One obvious reason is because they heavily recruit from elite universities.
They have the budget, size, and reputation to make that approach work.

Another reason is because the number of people who have gone through bootcamps
likely represent a tiny portion of the programmer labor force. So looking at
the percentage of Google engineers who attended bootcamps has to be compared
to the larger pool of applicants, otherwise it may not be measuring what
people think it means.

------
soneca
I believe not all bootcamps are equal.

Is there anywhere a curated list of good, recommended, worth your money
bootcamps?

------
genzoman
whether or not you come from a CS background, or a bootcamp background the
proof is in the pudding: can you answer the whiteboard questions? if so, you
pass, and nobody cares where you went/did not go to school.

if that's not enough, revise the whiteboard question.

------
andrewvc
What a load of crap.

What, they bred the capacity for abstract thought into you in college?
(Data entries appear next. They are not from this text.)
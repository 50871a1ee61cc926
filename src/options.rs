//! Configuration options for table parsing and JSON output.
//!
//! This module provides types to customize how table text is read and how
//! the resulting records are rendered:
//!
//! - [`TableOptions`]: Main configuration struct
//! - [`Delimiter`]: The field separator (tab, comma, pipe, semicolon, or any non-empty string)
//!
//! ## Examples
//!
//! ```rust
//! use tabjson::{parse_table_with_options, to_string_with_options, Delimiter, TableOptions};
//!
//! let options = TableOptions::new()
//!     .with_delimiter(Delimiter::Comma)
//!     .with_indent(4);
//!
//! let table = parse_table_with_options("id,name\n1,Alice", &options).unwrap();
//! let json = to_string_with_options(&table, &options).unwrap();
//! assert!(json.contains("    {"));
//! ```

use crate::{Error, Result};
use std::convert::Infallible;
use std::fmt;
use std::str::FromStr;

/// Field separator used to split each line of table text.
///
/// - **Tab**: Default, matches text copied out of spreadsheets
/// - **Comma**: CSV-like input (no quoting rules are applied)
/// - **Pipe**: Markdown-ish tables
/// - **Semicolon**: Locales that use comma as the decimal separator
/// - **Custom**: Any other substring, possibly several characters long
///
/// # Examples
///
/// ```rust
/// use tabjson::Delimiter;
///
/// assert_eq!(Delimiter::Tab.as_str(), "\t");
/// assert_eq!(Delimiter::Comma.as_str(), ",");
/// assert_eq!(Delimiter::Custom("::".into()).as_str(), "::");
/// assert_eq!("|".parse::<Delimiter>().unwrap(), Delimiter::Pipe);
/// ```
#[derive(Clone, Debug, PartialEq, Eq, Default)]
pub enum Delimiter {
    #[default]
    Tab,
    Comma,
    Pipe,
    Semicolon,
    Custom(String),
}

impl Delimiter {
    /// Returns the string representation of this delimiter.
    #[must_use]
    pub fn as_str(&self) -> &str {
        match self {
            Delimiter::Tab => "\t",
            Delimiter::Comma => ",",
            Delimiter::Pipe => "|",
            Delimiter::Semicolon => ";",
            Delimiter::Custom(s) => s.as_str(),
        }
    }

    /// Checks that the delimiter can split a line.
    ///
    /// # Errors
    ///
    /// Returns [`Error::EmptyDelimiter`] for `Delimiter::Custom("")`.
    pub fn validate(&self) -> Result<()> {
        if self.as_str().is_empty() {
            return Err(Error::EmptyDelimiter);
        }
        Ok(())
    }
}

impl From<&str> for Delimiter {
    fn from(s: &str) -> Self {
        match s {
            "\t" => Delimiter::Tab,
            "," => Delimiter::Comma,
            "|" => Delimiter::Pipe,
            ";" => Delimiter::Semicolon,
            other => Delimiter::Custom(other.to_string()),
        }
    }
}

impl FromStr for Delimiter {
    type Err = Infallible;

    fn from_str(s: &str) -> std::result::Result<Self, Self::Err> {
        Ok(Delimiter::from(s))
    }
}

impl fmt::Display for Delimiter {
    fn fmt(&self, f: &mut fmt::Formatter<'_>) -> fmt::Result {
        f.write_str(&self.as_str().escape_default().to_string())
    }
}

/// Configuration for parsing table text and rendering it as JSON.
///
/// # Examples
///
/// ```rust
/// use tabjson::{TableOptions, Delimiter};
///
/// // Tab-separated input, 2-space JSON indentation
/// let options = TableOptions::new();
/// assert_eq!(options.delimiter, Delimiter::Tab);
/// assert_eq!(options.indent, 2);
///
/// // Custom configuration
/// let options = TableOptions::new()
///     .with_delimiter(Delimiter::Pipe)
///     .with_indent(4);
/// ```
#[derive(Clone, Debug, PartialEq, Eq)]
pub struct TableOptions {
    pub delimiter: Delimiter,
    pub indent: usize,
}

impl Default for TableOptions {
    fn default() -> Self {
        TableOptions {
            delimiter: Delimiter::default(),
            indent: 2,
        }
    }
}

impl TableOptions {
    /// Creates default options (tab delimiter, 2-space indent).
    #[must_use]
    pub fn new() -> Self {
        Self::default()
    }

    /// Sets the field delimiter.
    ///
    /// Anything convertible into a [`Delimiter`] is accepted, so plain string
    /// slices work too.
    ///
    /// # Examples
    ///
    /// ```rust
    /// use tabjson::{TableOptions, Delimiter};
    ///
    /// let options = TableOptions::new().with_delimiter(";");
    /// assert_eq!(options.delimiter, Delimiter::Semicolon);
    /// ```
    #[must_use]
    pub fn with_delimiter(mut self, delimiter: impl Into<Delimiter>) -> Self {
        self.delimiter = delimiter.into();
        self
    }

    /// Sets the JSON indentation width (number of spaces per level).
    ///
    /// Default is 2.
    #[must_use]
    pub fn with_indent(mut self, indent: usize) -> Self {
        self.indent = indent;
        self
    }
}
College attracts a generally higher quality applicant pool. You're mistaking
selection bias for an effect.

Let me tell you, I've interviewed programmers from all over. There are
boatloads of people with CS degrees with close to zero capacity for creative
thinking. There are also boatloads of CS grads who can barely code their way
out of a while loop (true story!).

I've spent my career (no CS degree!) working alongside CS grads. I've gone
further, faster, than most of them. I've had to deal with this kind of idiotic
commentary over and over again.

CS grads are always surprised that I never got a degree (oh, I never would
have guessed! you're different, its those OTHER people without degrees who are
idiots). Four years of school + the associated debt creates a big incentive to
believe that you got a square deal out of college.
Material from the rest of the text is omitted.